In many Machine-learning or Data Science activities, the data set might contain text or categorical values (basically non-numerical values). For example, color feature having values like red, orange, blue, white etc. Meal plan having values like breakfast, lunch, snacks, dinner, tea etc. Few algorithms such as CATBOAST, decision-trees can handle categorical values very well but most of the algorithms expect numerical values to achieve state-of-the-art results. A machine can only understand numbers so we need to convert categorical columns to numerical columns

In [None]:
import numpy as np
import pandas as pd 


import os
for dirname, _, filenames in os.walk('/kaggle/input'):
    for filename in filenames:
        print(os.path.join(dirname, filename))

In [None]:
df = pd.read_csv('/kaggle/input/cat-in-the-dat-ii/train.csv')
df.head(10)

In [None]:
for feature in df.columns:
    print('The feature is {} and number of categories are {}'.format(feature,len(df[feature].unique())))

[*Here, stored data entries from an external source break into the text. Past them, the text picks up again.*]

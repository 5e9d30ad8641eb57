use notify::{recommended_watcher, EventKind, RecommendedWatcher, RecursiveMode, Watcher};
use std::path::{Path, PathBuf};
use std::sync::mpsc::{channel, Receiver, Sender};

use tracing::{debug, info, warn};

use crate::error::Result;

/// Event emitted when the scripts list needs to be re-read
#[derive(Debug, Clone, PartialEq, Eq)]
pub enum ScriptsDirEvent {
    /// A new entry appeared
    Created(PathBuf),
    /// An entry's content or metadata (e.g. mode bits) changed
    Changed(PathBuf),
    /// An entry was removed
    Removed(PathBuf),
    /// Renames, rescans and anything without a single path
    FullReload,
}

impl ScriptsDirEvent {
    /// Map a raw notify event onto the coarse kinds above
    pub fn from_notify(event: &notify::Event) -> Self {
        let path = match event.paths.as_slice() {
            [single] => single.clone(),
            _ => return ScriptsDirEvent::FullReload,
        };

        match event.kind {
            EventKind::Create(_) => ScriptsDirEvent::Created(path),
            EventKind::Remove(_) => ScriptsDirEvent::Removed(path),
            EventKind::Modify(notify::event::ModifyKind::Name(_)) => ScriptsDirEvent::FullReload,
            EventKind::Modify(_) => ScriptsDirEvent::Changed(path),
            _ => ScriptsDirEvent::FullReload,
        }
    }
}

/// Watches the scripts directory (non-recursively) and forwards every change.
///
/// No debouncing: the receiver side re-reads the whole directory, so the
/// number of events only affects how often that happens.
pub struct ScriptsDirWatcher {
    tx: Option<Sender<ScriptsDirEvent>>,
    watcher: Option<RecommendedWatcher>,
    watched: Option<PathBuf>,
}

impl ScriptsDirWatcher {
    /// Create a new ScriptsDirWatcher
    ///
    /// Returns a tuple of (watcher, receiver) where receiver will emit
    /// ScriptsDirEvent for every change in the watched directory.
    pub fn new() -> (Self, Receiver<ScriptsDirEvent>) {
        let (tx, rx) = channel();
        let watcher = ScriptsDirWatcher {
            tx: Some(tx),
            watcher: None,
            watched: None,
        };
        (watcher, rx)
    }

    /// Start watching `dir`. The notify backend calls back on its own thread.
    pub fn start(&mut self, dir: &Path) -> Result<()> {
        let tx = self
            .tx
            .take()
            .ok_or_else(|| notify::Error::generic("watcher already started"))?;

        let mut watcher =
            recommended_watcher(move |res: notify::Result<notify::Event>| match res {
                Ok(event) => {
                    let reload = ScriptsDirEvent::from_notify(&event);
                    debug!(kind = ?event.kind, event = ?reload, "Scripts directory changed");
                    // Receiver gone means the window closed
                    let _ = tx.send(reload);
                }
                Err(e) => {
                    warn!(error = %e, watcher = "scripts", "File watcher error");
                }
            })?;

        watcher.watch(dir, RecursiveMode::NonRecursive)?;

        info!(path = %dir.display(), "Scripts watcher started");

        self.watcher = Some(watcher);
        self.watched = Some(dir.to_path_buf());
        Ok(())
    }

    /// Unsubscribe from change notifications. Dropping the sender closes the channel.
    pub fn stop(&mut self) {
        if let Some(mut watcher) = self.watcher.take() {
            if let Some(dir) = self.watched.take() {
                if let Err(e) = watcher.unwatch(&dir) {
                    debug!(error = %e, "Unwatch failed, dropping watcher anyway");
                }
            }
            info!(watcher = "scripts", "Scripts watcher stopped");
        }
    }
}

impl Drop for ScriptsDirWatcher {
    fn drop(&mut self) {
        self.stop();
    }
}

#[cfg(test)]
mod tests {
    use super::*;
    use notify::event::{CreateKind, MetadataKind, ModifyKind, RemoveKind, RenameMode};
    use std::time::Duration;
    use tempfile::TempDir;

    fn event(kind: EventKind, paths: &[&str]) -> notify::Event {
        let mut event = notify::Event::new(kind);
        for path in paths {
            event = event.add_path(PathBuf::from(path));
        }
        event
    }

    #[test]
    fn test_classify_create_modify_remove() {
        assert_eq!(
            ScriptsDirEvent::from_notify(&event(EventKind::Create(CreateKind::File), &["/s/a"])),
            ScriptsDirEvent::Created(PathBuf::from("/s/a"))
        );
        assert_eq!(
            ScriptsDirEvent::from_notify(&event(
                EventKind::Modify(ModifyKind::Metadata(MetadataKind::Permissions)),
                &["/s/a"]
            )),
            ScriptsDirEvent::Changed(PathBuf::from("/s/a"))
        );
        assert_eq!(
            ScriptsDirEvent::from_notify(&event(EventKind::Remove(RemoveKind::File), &["/s/a"])),
            ScriptsDirEvent::Removed(PathBuf::from("/s/a"))
        );
    }

    #[test]
    fn test_classify_rename_and_multi_path_as_full_reload() {
        assert_eq!(
            ScriptsDirEvent::from_notify(&event(
                EventKind::Modify(ModifyKind::Name(RenameMode::Both)),
                &["/s/a", "/s/b"]
            )),
            ScriptsDirEvent::FullReload
        );
        assert_eq!(
            ScriptsDirEvent::from_notify(&event(
                EventKind::Modify(ModifyKind::Name(RenameMode::From)),
                &["/s/a"]
            )),
            ScriptsDirEvent::FullReload
        );
        assert_eq!(
            ScriptsDirEvent::from_notify(&event(EventKind::Any, &[])),
            ScriptsDirEvent::FullReload
        );
    }

    #[test]
    fn test_start_twice_fails() {
        let temp = TempDir::new().unwrap();
        let (mut watcher, _rx) = ScriptsDirWatcher::new();
        watcher.start(temp.path()).unwrap();
        assert!(watcher.watcher.is_some());
        assert!(watcher.start(temp.path()).is_err());
    }

    #[test]
    fn test_watcher_reports_new_file() {
        let temp = TempDir::new().unwrap();
        let (mut watcher, rx) = ScriptsDirWatcher::new();
        watcher.start(temp.path()).unwrap();

        std::fs::write(temp.path().join("new-script"), "#!/bin/sh\n").unwrap();

        let received = rx.recv_timeout(Duration::from_secs(5));
        assert!(received.is_ok(), "expected a change event");
    }

    #[test]
    fn test_stop_closes_channel() {
        let temp = TempDir::new().unwrap();
        let (mut watcher, rx) = ScriptsDirWatcher::new();
        watcher.start(temp.path()).unwrap();
        watcher.stop();
        assert!(watcher.watcher.is_none());

        // Sender lived in the dropped notify callback; unwatch may still flush
        // a final event before the channel closes
        loop {
            match rx.recv_timeout(Duration::from_secs(5)) {
                Ok(_) => continue,
                Err(std::sync::mpsc::RecvTimeoutError::Disconnected) => break,
                Err(std::sync::mpsc::RecvTimeoutError::Timeout) => {
                    panic!("channel stayed open after stop")
                }
            }
        }
    }
}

# Techniques for Categorical Encoding

There are several techniques for categorical techniques:
* Label Encoding or Ordinal Encoding
* One hot Encoding
* Dummy Encoding
* Effect Encoding
* Binary Encoding
* BaseN Encoding
* Hash Encoding
* Target Encoding

In this notebook I will be going through the two most commonly encoding techniques: *Label Encoding and One-Hot Encoding*

In [None]:
#Though there are many more columns in the dataset, to understand encoding, we will focus on one categorical column only.
features = ['bin_4','nom_0','nom_4','ord_2']

df1  = df[features]

print(df1.shape)

df1.head()

In [None]:
df1.info()

# Label Encoding Or Ordinal Encoding

This approach is very simple and it involves converting each value in a column to a number.In this case, retaining the order is important. Hence encoding should reflect the sequence.

**In Label encoding, *each label is converted into an integer value*.** 

In [None]:
from sklearn.preprocessing import LabelEncoder

label_encoder = LabelEncoder()

#lets take the feature ord_2 here

df1['ord_2_en'] = label_encoder.fit_transform(df1['ord_2'].astype(str))

df1.head(10)

That how label encoding is performed but did you notice a pattern??

YES, there is a pattern!! In the above scenario, the temperatures do not have an order or rank. But, when label encoding is performed, the temperatures are **ranked based on the alphabets**. Due to this, there is a very high probability that the model captures the relationship between temperatures such as Boiling Hot < Cold < Freezing < Lava Hot < Warm.

This ordering issue is addressed in another commonly used technique: **One-Hot Encoding**.

# One-Hot Encoding

In this technique, **each category value is converted into a new column and assigned a 1 or 0**  (notation for true/false) value to the column. 

In [None]:
from sklearn.preprocessing import OneHotEncoder

ohe = OneHotEncoder()

#lets take the feature bin_4 here.
df1 = df1.dropna()

enc_df = pd.DataFrame(ohe.fit_transform(df1[['bin_4']]).toarray())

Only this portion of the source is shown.